_What you need to do_:
Pick out each line in these entries that contains the string "text".

_Given data_:
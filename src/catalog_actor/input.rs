//! Parsing of user-typed values into catalog types.

use crate::codec::DELIMITER;
use crate::model::{ArticleId, Category, NutrientValues, Price, Product, ProductDraft};
use crate::ui::NutrientForm;

use super::CatalogError;

/// Validates a draft and builds the product it describes, with no stock.
///
/// Checks run in order: name, price, description, category.
pub fn build_product(id: ArticleId, draft: ProductDraft) -> Result<Product, CatalogError> {
    let name = draft.name.trim();
    if name.is_empty() {
        return Err(CatalogError::EmptyName);
    }
    if name.contains(DELIMITER) {
        return Err(CatalogError::Delimiter {
            field: "Product name",
        });
    }
    let price: Price = draft.price.parse()?;
    let description = draft.description.trim();
    if description.is_empty() {
        return Err(CatalogError::EmptyDescription);
    }
    if description.contains(DELIMITER) {
        return Err(CatalogError::Delimiter {
            field: "Product description",
        });
    }
    let category = Category::parse(&draft.category).ok_or(CatalogError::InvalidCategory)?;

    Ok(Product::new(id, category, name, price, description))
}

/// Parses a typed article id. Ids below `min` can't exist, so they are rejected up front.
pub fn parse_article_id(text: &str, min: u32) -> Result<ArticleId, CatalogError> {
    let id: i64 = text
        .trim()
        .parse()
        .map_err(|_| CatalogError::InvalidIdFormat)?;
    if id < i64::from(min) {
        return Err(CatalogError::IdTooLow);
    }
    u32::try_from(id)
        .map(ArticleId)
        .map_err(|_| CatalogError::InvalidIdFormat)
}

/// Parses a strictly positive quantity.
pub fn parse_quantity(text: &str) -> Result<u32, CatalogError> {
    match text.trim().parse::<u32>() {
        Ok(quantity) if quantity > 0 => Ok(quantity),
        _ => Err(CatalogError::InvalidQuantity),
    }
}

/// Parses every field of a nutrient form as an integer.
///
/// Whether caffeine belongs is decided by the product, not here.
pub fn parse_nutrients(form: &NutrientForm) -> Result<NutrientValues, CatalogError> {
    let int = |text: &str| {
        text.trim()
            .parse::<i32>()
            .map_err(|_| CatalogError::NumberFormat(text.to_string()))
    };
    Ok(NutrientValues {
        kcal: int(form.kcal.as_str())?,
        fat: int(form.fat.as_str())?,
        carbs: int(form.carbs.as_str())?,
        protein: int(form.protein.as_str())?,
        caffeine: form.caffeine.as_deref().map(int).transpose()?,
    })
}

#[cfg(test)]
mod tests {
    use super::*;

    fn draft(category: &str, name: &str, price: &str, description: &str) -> ProductDraft {
        ProductDraft {
            category: category.to_string(),
            name: name.to_string(),
            price: price.to_string(),
            description: description.to_string(),
        }
    }

    #[test]
    fn test_build_product_trims_and_parses() {
        let product = build_product(
            ArticleId(10000),
            draft("Energy drinks", " Zap ", "2.50", "Citrus kick "),
        )
        .unwrap();
        assert_eq!(product.name, "Zap");
        assert_eq!(product.description, "Citrus kick");
        assert_eq!(product.price.to_string(), "2.5");
        assert_eq!(product.category(), Category::EnergyDrink);
        assert_eq!(product.stock, 0);
    }

    #[test]
    fn test_build_product_validation_order() {
        let id = ArticleId(10000);
        assert_eq!(
            build_product(id, draft("Nope", " ", "", "")),
            Err(CatalogError::EmptyName)
        );
        assert_eq!(
            build_product(id, draft("Nope", "Zap", "", "")),
            Err(CatalogError::Price(crate::model::PriceError::Empty))
        );
        assert_eq!(
            build_product(id, draft("Nope", "Zap", "two", "")),
            Err(CatalogError::Price(crate::model::PriceError::Invalid))
        );
        assert_eq!(
            build_product(id, draft("Nope", "Zap", "2", "")),
            Err(CatalogError::EmptyDescription)
        );
        assert_eq!(
            build_product(id, draft("Nope", "Zap", "2", "Kick")),
            Err(CatalogError::InvalidCategory)
        );
        assert_eq!(
            build_product(id, draft("Accessories", "Zap;Pro", "2", "Kick")),
            Err(CatalogError::Delimiter {
                field: "Product name"
            })
        );
    }

    #[test]
    fn test_parse_article_id() {
        assert_eq!(parse_article_id(" 10004 ", 10000), Ok(ArticleId(10004)));
        assert_eq!(parse_article_id("9999", 10000), Err(CatalogError::IdTooLow));
        assert_eq!(parse_article_id("-3", 10000), Err(CatalogError::IdTooLow));
        assert_eq!(parse_article_id("ten", 10000), Err(CatalogError::InvalidIdFormat));
        assert_eq!(
            parse_article_id("99999999999", 10000),
            Err(CatalogError::InvalidIdFormat)
        );
    }

    #[test]
    fn test_parse_quantity() {
        assert_eq!(parse_quantity("5"), Ok(5));
        assert_eq!(parse_quantity("0"), Err(CatalogError::InvalidQuantity));
        assert_eq!(parse_quantity("-2"), Err(CatalogError::InvalidQuantity));
        assert_eq!(parse_quantity("lots"), Err(CatalogError::InvalidQuantity));
    }

    #[test]
    fn test_parse_nutrients() {
        let form = NutrientForm {
            kcal: "110".into(),
            fat: "0".into(),
            carbs: "27".into(),
            protein: "0".into(),
            caffeine: Some("80".into()),
        };
        assert_eq!(parse_nutrients(&form).unwrap().to_vec(), vec![110, 0, 27, 0, 80]);

        let form = NutrientForm {
            fat: "0.5".into(),
            ..form
        };
        assert_eq!(
            parse_nutrients(&form),
            Err(CatalogError::NumberFormat("0.5".into()))
        );
    }
}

_Answer section_:
pub fn parse_article_id(text: &str, min: u32) -> Result<ArticleId, CatalogError> {
    let id: i64 = text
pub fn parse_quantity(text: &str) -> Result<u32, CatalogError> {
    match text.trim().parse::<u32>() {
    let int = |text: &str| {
        text.trim()
            .map_err(|_| CatalogError::NumberFormat(text.to_string()))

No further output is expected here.